From the data that follows, print exactly the lines starting at the one containing "pub fn new() -> (Self, mpsc::UnboundedReceiver<QueueEvent>)" and ending at the one containing "Runs exactly one"; include both of them and nothing more.

====================

//! Alert log recorder.
//!
//! [`AlertRecorder`] subscribes to the [`EventBus`](crate::bus::EventBus)
//! and appends one [`AlertRecord`] per event to the shared [`AlertLog`].
//! It is the single writer of the log, so records land in the same order
//! the hub published them. It runs as a long-lived background task and
//! shuts down when the bus sender is dropped.

use std::sync::Arc;

use speedcam_core::{AlertLog, AlertRecord, SeverityBands};
use tokio::sync::{broadcast, Mutex};

use crate::bus::{MonitorEvent, MonitorEventKind};

/// The alert log as shared between the recorder and the presentation layer.
pub type SharedAlertLog = Arc<Mutex<AlertLog>>;

/// Background service that renders monitor events into the alert log.
pub struct AlertRecorder;

impl AlertRecorder {
    /// Run the recording loop.
    ///
    /// Exits when the channel is closed (i.e. every [`EventBus`] handle has
    /// been dropped).
    ///
    /// [`EventBus`]: crate::bus::EventBus
    pub async fn run(
        mut receiver: broadcast::Receiver<MonitorEvent>,
        log: SharedAlertLog,
        bands: SeverityBands,
    ) {
        loop {
            match receiver.recv().await {
                Ok(event) => {
                    let record = Self::render(&event, &bands);
                    tracing::debug!(
                        event = event.name(),
                        level = record.level.as_str(),
                        message = %record.message,
                        "Recording alert log entry"
                    );
                    log.lock().await.append(record);
                }
                Err(broadcast::error::RecvError::Lagged(n)) => {
                    tracing::warn!(
                        skipped = n,
                        "Alert recorder lagged, some events were not recorded"
                    );
                }
                Err(broadcast::error::RecvError::Closed) => {
                    tracing::info!("Event bus closed, alert recorder shutting down");
                    break;
                }
            }
        }
    }

    /// Turn a single event into its alert log line.
    pub fn render(event: &MonitorEvent, bands: &SeverityBands) -> AlertRecord {
        let mut record = match &event.kind {
            MonitorEventKind::Activated { configuration } => AlertRecord::activated(configuration),
            MonitorEventKind::ActivationRejected { .. } => AlertRecord::activation_rejected(),
            MonitorEventKind::Deactivated => AlertRecord::deactivated(),
            MonitorEventKind::Detection { outcome } => AlertRecord::for_outcome(outcome, bands),
        };
        record.timestamp = event.timestamp;
        record
    }
}

#[cfg(test)]
mod tests {
    use speedcam_core::alert::{DEACTIVATED_MESSAGE, INACTIVE_MESSAGE};
    use speedcam_core::{AlertLevel, Configuration, DetectionOutcome};

    use super::*;

    #[test]
    fn render_keeps_event_timestamp() {
        let event = MonitorEvent::deactivated();
        let record = AlertRecorder::render(&event, &SeverityBands::default());
        assert_eq!(record.timestamp, event.timestamp);
        assert_eq!(record.message, DEACTIVATED_MESSAGE);
    }

    #[test]
    fn render_covers_every_event_kind() {
        let bands = SeverityBands::default();

        let activated =
            AlertRecorder::render(&MonitorEvent::activated(Configuration::DEFAULT), &bands);
        assert!(activated.message.starts_with("System activated."));

        let rejected = AlertRecorder::render(&MonitorEvent::activation_rejected("bad"), &bands);
        assert_eq!(rejected.level, AlertLevel::Error);

        let inactive =
            AlertRecorder::render(&MonitorEvent::detection(DetectionOutcome::Inactive), &bands);
        assert_eq!(inactive.message, INACTIVE_MESSAGE);
    }
}
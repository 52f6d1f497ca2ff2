//! Shared access to a [`SpeedMonitor`].
//!
//! [`MonitorHub`] serialises every configuration change and evaluation
//! through a single `tokio::sync::Mutex`, and publishes the resulting
//! [`MonitorEvent`] while the lock is still held. Subscribers therefore see
//! events in exactly the order the monitor produced them, whichever task
//! called in.

use std::sync::Arc;

use serde::Serialize;
use speedcam_core::source::SpeedSource;
use speedcam_core::{ActivationState, Configuration, CoreError, DetectionOutcome, SpeedMonitor};
use tokio::sync::{broadcast, Mutex};

use crate::bus::{EventBus, MonitorEvent};

/// Point-in-time copy of the monitor state, for status displays.
#[derive(Debug, Clone, Copy, PartialEq, Serialize)]
pub struct MonitorSnapshot {
    pub state: ActivationState,
    pub configuration: Configuration,
}

impl MonitorSnapshot {
    pub fn alert_above(&self) -> f64 {
        self.configuration.alert_above()
    }
}

/// Thread-safe monitor handle that publishes to an [`EventBus`].
///
/// Cheap to share via `Arc<MonitorHub>` between the sensor side and the
/// presentation side.
pub struct MonitorHub {
    monitor: Mutex<SpeedMonitor>,
    bus: Arc<EventBus>,
}

impl MonitorHub {
    pub fn new(monitor: SpeedMonitor, bus: Arc<EventBus>) -> Self {
        Self {
            monitor: Mutex::new(monitor),
            bus,
        }
    }

    /// Subscribe to the events this hub publishes.
    pub fn subscribe(&self) -> broadcast::Receiver<MonitorEvent> {
        self.bus.subscribe()
    }

    pub async fn snapshot(&self) -> MonitorSnapshot {
        let monitor = self.monitor.lock().await;
        MonitorSnapshot {
            state: monitor.state(),
            configuration: monitor.configuration(),
        }
    }

    /// Activate with operator text; publishes `Activated` or
    /// `ActivationRejected`.
    pub async fn activate(
        &self,
        speed_limit_text: &str,
        threshold_text: &str,
    ) -> Result<Configuration, CoreError> {
        let mut monitor = self.monitor.lock().await;
        match monitor.activate(speed_limit_text, threshold_text) {
            Ok(()) => {
                let configuration = monitor.configuration();
                self.bus.publish(MonitorEvent::activated(configuration));
                Ok(configuration)
            }
            Err(e) => {
                self.bus
                    .publish(MonitorEvent::activation_rejected(e.to_string()));
                Err(e)
            }
        }
    }

    /// Deactivate. Publishes `Deactivated` only on an actual transition,
    /// so repeated calls are silent.
    pub async fn deactivate(&self) {
        let mut monitor = self.monitor.lock().await;
        let was_active = monitor.is_active();
        monitor.deactivate();
        if was_active {
            self.bus.publish(MonitorEvent::deactivated());
        }
    }

    /// Evaluate one detected speed and publish the outcome.
    ///
    /// An external detection while inactive is dropped: `Inactive` is
    /// returned and nothing reaches the bus.
    pub async fn evaluate(&self, detected_speed: f64) -> DetectionOutcome {
        let monitor = self.monitor.lock().await;
        let outcome = monitor.evaluate(detected_speed);
        if outcome == DetectionOutcome::Inactive {
            tracing::debug!(detected_speed, "Ignoring detection while inactive");
        } else {
            self.bus.publish(MonitorEvent::detection(outcome));
        }
        outcome
    }

    /// Pull the next speed from `source` and evaluate it.
    ///
    /// While inactive no speed is drawn and `Inactive` is published. Returns
    /// `None` once the source is exhausted.
    pub async fn evaluate_from<S>(&self, source: &mut S) -> Option<DetectionOutcome>
    where
        S: SpeedSource + ?Sized,
    {
        let monitor = self.monitor.lock().await;
        if !monitor.is_active() {
            let outcome = DetectionOutcome::Inactive;
            self.bus.publish(MonitorEvent::detection(outcome));
            return Some(outcome);
        }

        let speed = source.next_speed(&monitor.configuration())?;
        let outcome = monitor.evaluate(speed);
        self.bus.publish(MonitorEvent::detection(outcome));
        Some(outcome)
    }
}

#[cfg(test)]
mod tests {
    use assert_matches::assert_matches;
    use speedcam_core::source::ScriptedSpeedSource;

    use super::*;
    use crate::bus::MonitorEventKind;

    fn hub() -> (MonitorHub, broadcast::Receiver<MonitorEvent>) {
        let bus = Arc::new(EventBus::default());
        let rx = bus.subscribe();
        (MonitorHub::new(SpeedMonitor::new(), bus), rx)
    }

    #[tokio::test]
    async fn activation_publishes_configuration() {
        let (hub, mut rx) = hub();
        let cfg = hub.activate("40", "2").await.expect("valid configuration");
        assert_eq!(cfg.alert_above(), 42.0);

        let event = rx.recv().await.expect("event published");
        assert_matches!(
            event.kind,
            MonitorEventKind::Activated { configuration } if configuration == cfg
        );
        assert_eq!(hub.snapshot().await.state, ActivationState::Active);
    }

    #[tokio::test]
    async fn rejected_activation_publishes_reason_and_stays_inactive() {
        let (hub, mut rx) = hub();
        assert!(hub.activate("forty", "2").await.is_err());

        let event = rx.recv().await.expect("event published");
        assert_matches!(
            event.kind,
            MonitorEventKind::ActivationRejected { ref reason } if reason.contains("speed limit")
        );
        assert_eq!(hub.snapshot().await.state, ActivationState::Inactive);
    }

    #[tokio::test]
    async fn repeated_deactivate_publishes_once() {
        let (hub, mut rx) = hub();
        hub.activate("30", "5").await.expect("valid configuration");
        hub.deactivate().await;
        hub.deactivate().await;
        hub.deactivate().await;

        assert_matches!(
            rx.recv().await.expect("activated").kind,
            MonitorEventKind::Activated { .. }
        );
        assert_eq!(rx.recv().await.expect("deactivated").kind, MonitorEventKind::Deactivated);
        assert_matches!(rx.try_recv(), Err(broadcast::error::TryRecvError::Empty));
    }

    #[tokio::test]
    async fn evaluate_while_inactive_publishes_nothing() {
        let (hub, mut rx) = hub();
        for speed in [40.0, 50.0, 60.0] {
            assert_eq!(hub.evaluate(speed).await, DetectionOutcome::Inactive);
        }
        assert_matches!(rx.try_recv(), Err(broadcast::error::TryRecvError::Empty));
    }

    #[tokio::test]
    async fn evaluate_from_skips_source_while_inactive() {
        let (hub, mut rx) = hub();
        let mut source = ScriptedSpeedSource::new([50.0]);
        assert_eq!(hub.evaluate_from(&mut source).await, Some(DetectionOutcome::Inactive));
        assert_eq!(source.remaining(), 1);
        assert_matches!(
            rx.recv().await.expect("inactive detection").kind,
            MonitorEventKind::Detection { outcome: DetectionOutcome::Inactive }
        );
    }

    #[tokio::test]
    async fn evaluate_from_reports_exhaustion() {
        let (hub, _rx) = hub();
        hub.activate("30", "5").await.expect("valid configuration");
        let mut source = ScriptedSpeedSource::new([36.0]);
        assert_matches!(hub.evaluate_from(&mut source).await, Some(DetectionOutcome::Alert { .. }));
        assert_eq!(hub.evaluate_from(&mut source).await, None);
    }
}
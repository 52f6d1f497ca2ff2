//! Activation state machine and over-limit classification.
//!
//! The monitor has two states. `Inactive -> Active` is guarded by a
//! successful configuration parse; `Active -> Inactive` is unconditional.
//! A rejected activation always leaves the monitor `Inactive` and keeps the
//! last good configuration. The live configuration only changes while the
//! monitor is inactive.

use serde::{Deserialize, Serialize};

use crate::error::CoreError;
use crate::speed::config::Configuration;
use crate::types::Mph;

/// Whether detection events are currently being evaluated.
#[derive(Debug, Clone, Copy, PartialEq, Eq, Default, Serialize, Deserialize)]
#[serde(rename_all = "lowercase")]
pub enum ActivationState {
    #[default]
    Inactive,
    Active,
}

impl ActivationState {
    /// Upper-case label shown in the status line.
    pub fn label(self) -> &'static str {
        match self {
            Self::Inactive => "INACTIVE",
            Self::Active => "ACTIVE",
        }
    }
}

/// Classification of a single detected speed.
#[derive(Debug, Clone, Copy, PartialEq, Serialize, Deserialize)]
#[serde(tag = "outcome", rename_all = "snake_case")]
pub enum DetectionOutcome {
    /// The monitor was not active; the speed was ignored.
    Inactive,
    /// The speed exceeded `speed_limit + threshold`.
    Alert { detected_speed: Mph, speed_limit: Mph },
    /// The speed was at or below `speed_limit + threshold`.
    Normal { detected_speed: Mph },
}

impl DetectionOutcome {
    pub fn is_alert(&self) -> bool {
        matches!(self, Self::Alert { .. })
    }

    /// The evaluated speed, or `None` when the monitor ignored it.
    pub fn detected_speed(&self) -> Option<Mph> {
        match self {
            Self::Inactive => None,
            Self::Alert { detected_speed, .. } | Self::Normal { detected_speed } => {
                Some(*detected_speed)
            }
        }
    }
}

/// Holds the configuration and activation state, and classifies speeds.
///
/// Not internally synchronised. Share it across threads through a mutex so
/// configuration changes and evaluations never interleave (see
/// `speedcam_events::MonitorHub`).
#[derive(Debug, Clone, Default)]
pub struct SpeedMonitor {
    configuration: Configuration,
    /// Edit accepted while active; applied on the next deactivation.
    pending: Option<Configuration>,
    state: ActivationState,
}

impl SpeedMonitor {
    /// An inactive monitor with the default configuration.
    pub fn new() -> Self {
        Self::default()
    }

    /// An inactive monitor seeded with `configuration`.
    pub fn with_configuration(configuration: Configuration) -> Self {
        Self {
            configuration,
            pending: None,
            state: ActivationState::Inactive,
        }
    }

    pub fn state(&self) -> ActivationState {
        self.state
    }

    pub fn is_active(&self) -> bool {
        self.state == ActivationState::Active
    }

    pub fn configuration(&self) -> Configuration {
        self.configuration
    }

    /// Parse and store a new configuration.
    ///
    /// On failure the stored configuration is left untouched. While the
    /// monitor is active the parsed value is held back: evaluation keeps
    /// using the live configuration until the monitor is deactivated, and
    /// a later `activate` replaces the held value outright.
    pub fn set_configuration(
        &mut self,
        speed_limit_text: &str,
        threshold_text: &str,
    ) -> Result<Configuration, CoreError> {
        let configuration = Configuration::parse(speed_limit_text, threshold_text)?;
        if self.is_active() {
            tracing::debug!(?configuration, "Configuration held until deactivation");
            self.pending = Some(configuration);
        } else {
            self.configuration = configuration;
            self.pending = None;
        }
        Ok(configuration)
    }

    /// Apply a configuration and start monitoring.
    ///
    /// The monitor is forced `Inactive` before the parse, so a failure can
    /// never leave it `Active` with a stale or partial configuration.
    pub fn activate(
        &mut self,
        speed_limit_text: &str,
        threshold_text: &str,
    ) -> Result<(), CoreError> {
        self.state = ActivationState::Inactive;
        self.pending = None;

        match self.set_configuration(speed_limit_text, threshold_text) {
            Ok(configuration) => {
                self.state = ActivationState::Active;
                tracing::info!(
                    speed_limit = configuration.speed_limit,
                    threshold = configuration.threshold,
                    alert_above = configuration.alert_above(),
                    "Speed monitor activated",
                );
                Ok(())
            }
            Err(e) => {
                tracing::warn!(error = %e, "Speed monitor activation rejected");
                Err(e)
            }
        }
    }

    /// Stop monitoring. Always succeeds; repeated calls are no-ops.
    ///
    /// A configuration set while active takes effect here.
    pub fn deactivate(&mut self) {
        if self.state == ActivationState::Active {
            tracing::info!("Speed monitor deactivated");
        }
        self.state = ActivationState::Inactive;
        if let Some(configuration) = self.pending.take() {
            self.configuration = configuration;
        }
    }

    /// Classify a detected speed against `speed_limit + threshold`.
    ///
    /// The comparison is strict: a speed exactly on the boundary is `Normal`.
    /// A `NaN` speed is a caller contract violation; it never compares
    /// greater, so an active monitor reports it as `Normal`.
    pub fn evaluate(&self, detected_speed: Mph) -> DetectionOutcome {
        if self.state == ActivationState::Inactive {
            return DetectionOutcome::Inactive;
        }

        let Configuration {
            speed_limit,
            threshold,
        } = self.configuration;

        let outcome = if detected_speed > speed_limit + threshold {
            DetectionOutcome::Alert {
                detected_speed,
                speed_limit,
            }
        } else {
            DetectionOutcome::Normal { detected_speed }
        };

        tracing::debug!(detected_speed, speed_limit, threshold, ?outcome, "Evaluated detection");
        outcome
    }
}
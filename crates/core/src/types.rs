/// Road speeds are carried as miles per hour.
pub type Mph = f64;

/// All timestamps are UTC.
pub type Timestamp = chrono::DateTime<chrono::Utc>;
//! Queue Event Module
//!
//! Events the queue publishes for the UI, and the sinks that carry them.

use std::path::PathBuf;

use serde::Serialize;
use tokio::sync::{broadcast, mpsc};
use tracing::trace;

use crate::core::ffmpeg::{BurnProgress, LogCategory};
use crate::core::queue::QueueItem;
use crate::core::JobId;

// =============================================================================
// Event Types
// =============================================================================

/// Event names used for frontend communication
pub mod event_names {
    /// Full queue snapshot
    pub const QUEUE_UPDATED: &str = "queue:updated";
    /// Single job changed
    pub const ITEM_UPDATED: &str = "queue:item-updated";
    /// Job progress
    pub const ITEM_PROGRESS: &str = "queue:item-progress";
    /// Job log line
    pub const ITEM_LOG: &str = "queue:item-log";
    /// Job finished successfully
    pub const ITEM_COMPLETED: &str = "queue:item-completed";
    /// Job failed
    pub const ITEM_ERROR: &str = "queue:item-error";
    /// No pending jobs left
    pub const QUEUE_COMPLETED: &str = "queue:completed";

    /// Single-burn progress
    pub const FFMPEG_PROGRESS: &str = "ffmpeg:progress";
    /// Single-burn log line
    pub const FFMPEG_LOG: &str = "ffmpeg:log";
    /// Single-burn completion
    pub const FFMPEG_COMPLETE: &str = "ffmpeg:complete";
    /// Single-burn failure
    pub const FFMPEG_ERROR: &str = "ffmpeg:error";
}

/// Event published by the queue processor
#[derive(Clone, Debug, Serialize)]
#[serde(tag = "event", rename_all = "camelCase")]
pub enum QueueEvent {
    QueueUpdated {
        items: Vec<QueueItem>,
    },
    ItemUpdated {
        item: QueueItem,
    },
    #[serde(rename_all = "camelCase")]
    ItemProgress {
        job_id: JobId,
        progress: BurnProgress,
    },
    #[serde(rename_all = "camelCase")]
    ItemLog {
        job_id: JobId,
        line: String,
        category: LogCategory,
    },
    #[serde(rename_all = "camelCase")]
    ItemCompleted {
        job_id: JobId,
        output_path: PathBuf,
    },
    #[serde(rename_all = "camelCase")]
    ItemError {
        job_id: JobId,
        message: String,
    },
    QueueCompleted,
}

impl QueueEvent {
    pub fn name(&self) -> &'static str {
        match self {
            Self::QueueUpdated { .. } => event_names::QUEUE_UPDATED,
            Self::ItemUpdated { .. } => event_names::ITEM_UPDATED,
            Self::ItemProgress { .. } => event_names::ITEM_PROGRESS,
            Self::ItemLog { .. } => event_names::ITEM_LOG,
            Self::ItemCompleted { .. } => event_names::ITEM_COMPLETED,
            Self::ItemError { .. } => event_names::ITEM_ERROR,
            Self::QueueCompleted => event_names::QUEUE_COMPLETED,
        }
    }
}

// =============================================================================
// Event Sinks
// =============================================================================

/// Destination for queue events.
///
/// `emit` is called from the processor's task and must not block.
pub trait EventSink: Send + Sync {
    fn emit(&self, event: QueueEvent);
}

/// Fans events out to any number of subscribers. Slow subscribers lag and
/// lose the oldest events rather than stalling the queue.
pub struct BroadcastEventSink {
    tx: broadcast::Sender<QueueEvent>,
}

impl BroadcastEventSink {
    pub fn new(capacity: usize) -> Self {
        let (tx, _) = broadcast::channel(capacity.max(1));
        Self { tx }
    }

    pub fn subscribe(&self) -> broadcast::Receiver<QueueEvent> {
        self.tx.subscribe()
    }
}

impl EventSink for BroadcastEventSink {
    fn emit(&self, event: QueueEvent) {
        trace!(event = event.name(), "Broadcasting queue event");
        // No subscribers is fine.
        let _ = self.tx.send(event);
    }
}

/// Delivers every event, in order, to a single consumer
pub struct ChannelEventSink {
    tx: mpsc::UnboundedSender<QueueEvent>,
}

impl ChannelEventSink {
    pub fn new() -> (Self, mpsc::UnboundedReceiver<QueueEvent>) {
        let (tx, rx) = mpsc::unbounded_channel();
        (Self { tx }, rx)
    }
}

impl EventSink for ChannelEventSink {
    fn emit(&self, event: QueueEvent) {
        let _ = self.tx.send(event);
    }
}

/// Discards events
pub struct NullEventSink;

impl EventSink for NullEventSink {
    fn emit(&self, _event: QueueEvent) {}
}
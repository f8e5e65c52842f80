//! FFmpeg Integration Module
//!
//! Runs exactly one subtitle burn through an external FFmpeg process:
//! - Argument construction from the job and encoding settings
//! - Parsing of FFmpeg's diagnostic stream into progress and log events
//! - Detection of the FFmpeg executable and of hardware encoders
//! - Process lifecycle (spawn, cancel, exit handling)

mod args;
mod detection;
mod parser;
mod runner;

pub use args::{
    build_burn_args, build_filter_chain, escape_subtitle_path, resolve_output_path,
    validate_path_for_ffmpeg, BurnRequest, MAX_PATH_LENGTH,
};
pub use detection::{
    check_availability, check_availability_with_timeout, detect_hardware_encoder,
    detect_system_ffmpeg, EncoderAvailability, FFmpegInfo, AVAILABILITY_TIMEOUT, FFMPEG_ENV_VAR,
};
pub use parser::{
    categorize_log_line, format_eta, is_progress_noise, parse_duration_line, parse_progress_line,
    parse_timestamp, BurnProgress, LineSplitter, LogCategory, ProgressSample, ProgressTracker,
};
pub use runner::{BurnOutcome, Burner, FFmpegBurner, InvocationEvent, InvocationEvents};

use std::fmt;
use std::path::PathBuf;

/// Which input of a burn job is meant
#[derive(Debug, Clone, Copy, PartialEq, Eq)]
pub enum InputKind {
    Video,
    Subtitle,
}

impl fmt::Display for InputKind {
    fn fmt(&self, f: &mut fmt::Formatter<'_>) -> fmt::Result {
        match self {
            Self::Video => write!(f, "Video"),
            Self::Subtitle => write!(f, "Subtitle"),
        }
    }
}

/// FFmpeg-related error types
#[derive(Debug, thiserror::Error)]
pub enum FFmpegError {
    #[error("FFmpeg not found. Install FFmpeg or point {} at the executable.", FFMPEG_ENV_VAR)]
    NotFound,

    #[error("A process is already running")]
    AlreadyRunning,

    #[error("{kind} file not found: {}", .path.display())]
    InputNotFound { kind: InputKind, path: PathBuf },

    #[error("Failed to start FFmpeg: {0}")]
    SpawnFailed(String),

    #[error("Process exited with code {code}")]
    NonZeroExit { code: i32 },

    #[error("Invalid path: {0}")]
    InvalidPath(String),

    #[error("Process error: {0}")]
    ProcessError(#[from] std::io::Error),
}

pub type FFmpegResult<T> = Result<T, FFmpegError>;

====================

| Your solution |
    pub fn new() -> (Self, mpsc::UnboundedReceiver<QueueEvent>) {
        let (tx, rx) = mpsc::unbounded_channel();
        (Self { tx }, rx)
    }
}

impl EventSink for ChannelEventSink {
    fn emit(&self, event: QueueEvent) {
        let _ = self.tx.send(event);
    }
}

/// Discards events
pub struct NullEventSink;

impl EventSink for NullEventSink {
    fn emit(&self, _event: QueueEvent) {}
}
repository f8e5e65c52842f80
//! FFmpeg Integration Module
//!
//! Runs exactly one subtitle burn through an external FFmpeg process:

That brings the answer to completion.